Medics ladies hockey
The Medics Ladies Hockey are probably one of the more reserved bunches in the crowd. They turn up in the classic pink polo shirt with some skinny jeans on. After all, they probably don’t have time to go out and buy a more creative outfit if they’re trying to save the people on this planet.
The gymnasts
I mean, you can spot gymnasts from a mile away. Their bright glitter shines through with the YOLO spot light on them. Not forgetting to mention the boys with their tight leotards on which hug all the wrong places (thank god they’re wearing shorts over the top). It’s even surprising they made an SU Wednesday with their strict fitness regime – not sure a VK is classed as a vegetable?
The cricket boys
This one’s for all the private school kids out there who love to dress in a white polo and jumper whenever they can. I mean, you couldn’t look more preppy if you tried.

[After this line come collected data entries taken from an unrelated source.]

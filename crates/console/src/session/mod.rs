//! Console session state and its async driver.
//!
//! - [`machine`]: connection state machine with id-tagged events
//! - [`backoff`]: reconnect delay policy
//! - [`log`]: bounded log buffer, ingestion and marker lines
//! - [`classify`]: display-style and startup-milestone classifiers
//! - [`install`]: time-based install progress estimate
//! - [`input`]: command line and history
//! - [`console`]: the session that composes all of the above
//! - [`runner`]: async event loop performing the session's I/O

pub mod backoff;
pub mod classify;
pub mod console;
pub mod input;
pub mod install;
pub mod log;
pub mod machine;
pub mod runner;

pub use backoff::ReconnectPolicy;
pub use classify::{classify_style, LineStyle, StartupProgress, StartupStep};
pub use console::{Action, ConsoleSession, SessionEvent};
pub use input::{CommandHistory, CommandInput};
pub use install::{estimate, InstallProgress, InstallTracker, INSTALL_STEPS};
pub use log::{LogBuffer, LogIngest, LOG_CAPACITY};
pub use machine::{ChannelId, ConnectionMachine, ConnectionState, TimerId};
pub use runner::SessionRunner;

Saying that, they are sure to be the one at the bar who will be buying all the drinks with their mummy and daddies bank account.
Cheer team
Another group of girls who think a fancy dress outfit consists of short skirts, a dash of face paint and a plain top. Whilst they may lack imagination, hats off to them for making some awful outfits look fit. We all know they can’t ruin their pull score in the process.
Bride-to-be?
Hands down one of the best society outfits out there. After all, if you are not carrying a massive inflatable dick around the SU on a Wednesday, you are not doing it right. That’s a reason in itself to ignore the fact that an 18 year old girl is on a ‘hen do’ in the students union (doesn’t exactly match Ibiza).

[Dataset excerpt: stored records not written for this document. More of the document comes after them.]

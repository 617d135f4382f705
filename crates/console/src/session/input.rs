//! Command input line and recall history.

use std::collections::VecDeque;

use protocol::ServerStatus;

/// Maximum number of remembered commands.
pub const HISTORY_CAPACITY: usize = 100;

/// Previously submitted commands, most recent first, with a recall cursor.
#[derive(Debug, Clone)]
pub struct CommandHistory {
    entries: VecDeque<String>,
    capacity: usize,
    cursor: Option<usize>,
}

impl Default for CommandHistory {
    fn default() -> Self {
        Self::with_capacity(HISTORY_CAPACITY)
    }
}

impl CommandHistory {
    pub fn with_capacity(capacity: usize) -> Self {
        Self {
            entries: VecDeque::new(),
            capacity: capacity.max(1),
            cursor: None,
        }
    }

    /// Records a submitted command and resets the cursor.
    pub fn push(&mut self, command: String) {
        self.entries.push_front(command);
        self.entries.truncate(self.capacity);
        self.cursor = None;
    }

    /// Steps towards older entries, stopping at the oldest.
    ///
    /// Returns `None` when there is no history at all.
    pub fn older(&mut self) -> Option<&str> {
        if self.entries.is_empty() {
            return None;
        }
        let next = match self.cursor {
            None => 0,
            Some(i) => (i + 1).min(self.entries.len() - 1),
        };
        self.cursor = Some(next);
        self.entries.get(next).map(String::as_str)
    }

    /// Steps towards newer entries. Stepping past the newest leaves history
    /// navigation and returns `None`.
    pub fn newer(&mut self) -> Option<&str> {
        match self.cursor {
            Some(i) if i > 0 => {
                self.cursor = Some(i - 1);
                self.entries.get(i - 1).map(String::as_str)
            }
            _ => {
                self.cursor = None;
                None
            }
        }
    }

    pub fn reset_cursor(&mut self) {
        self.cursor = None;
    }

    pub fn cursor(&self) -> Option<usize> {
        self.cursor
    }

    pub fn len(&self) -> usize {
        self.entries.len()
    }

    pub fn is_empty(&self) -> bool {
        self.entries.is_empty()
    }

    /// Entries, most recent first.
    pub fn iter(&self) -> impl Iterator<Item = &str> {
        self.entries.iter().map(String::as_str)
    }
}

/// The editable command line.
#[derive(Debug, Clone, Default)]
pub struct CommandInput {
    text: String,
    history: CommandHistory,
}

impl CommandInput {
    pub fn new() -> Self {
        Self::default()
    }

    pub fn text(&self) -> &str {
        &self.text
    }

    pub fn history(&self) -> &CommandHistory {
        &self.history
    }

    /// Replaces the text. Any edit leaves history navigation.
    pub fn set_text(&mut self, text: impl Into<String>) {
        self.text = text.into();
        self.history.reset_cursor();
    }

    pub fn insert_char(&mut self, c: char) {
        self.text.push(c);
        self.history.reset_cursor();
    }

    pub fn backspace(&mut self) {
        self.text.pop();
        self.history.reset_cursor();
    }

    pub fn clear(&mut self) {
        self.text.clear();
        self.history.reset_cursor();
    }

    /// Recalls the next older command into the line.
    pub fn recall_older(&mut self) {
        if let Some(entry) = self.history.older() {
            self.text = entry.to_string();
        }
    }

    /// Recalls the next newer command, or empties the line past the newest.
    pub fn recall_newer(&mut self) {
        self.text = self.history.newer().map(str::to_string).unwrap_or_default();
    }

    /// Takes the trimmed command for submission.
    ///
    /// Returns `None` and leaves the line untouched when it is blank.
    /// Otherwise the command is recorded in history and the line cleared.
    pub fn take_submission(&mut self) -> Option<String> {
        let command = self.text.trim();
        if command.is_empty() {
            return None;
        }
        let command = command.to_string();
        self.history.push(command.clone());
        self.text.clear();
        Some(command)
    }
}

/// Placeholder shown in the command line.
pub fn placeholder(status: Option<ServerStatus>, can_input: bool) -> &'static str {
    if can_input {
        "Enter command..."
    } else if status == Some(ServerStatus::Starting) {
        "Server starting..."
    } else {
        "Server offline"
    }
}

The rejects not in costume
Lastly but not the least, this ones for those out there who go to the SU on a Wednesday without a society. Whilst you may feel ashamed and slightly left out without these idiotic costumes, at least you can still have a great night without looking like a knob.
So there you have it, a breakdown of society fashion and what it says about their inner soul.
Whilst the majority of them lack imagination, at least it’s a warning to all the freshers out there. Basically AVOID anyone who has a shirt and tie on and if you're a male gymnast then kindly reject the tight leotards.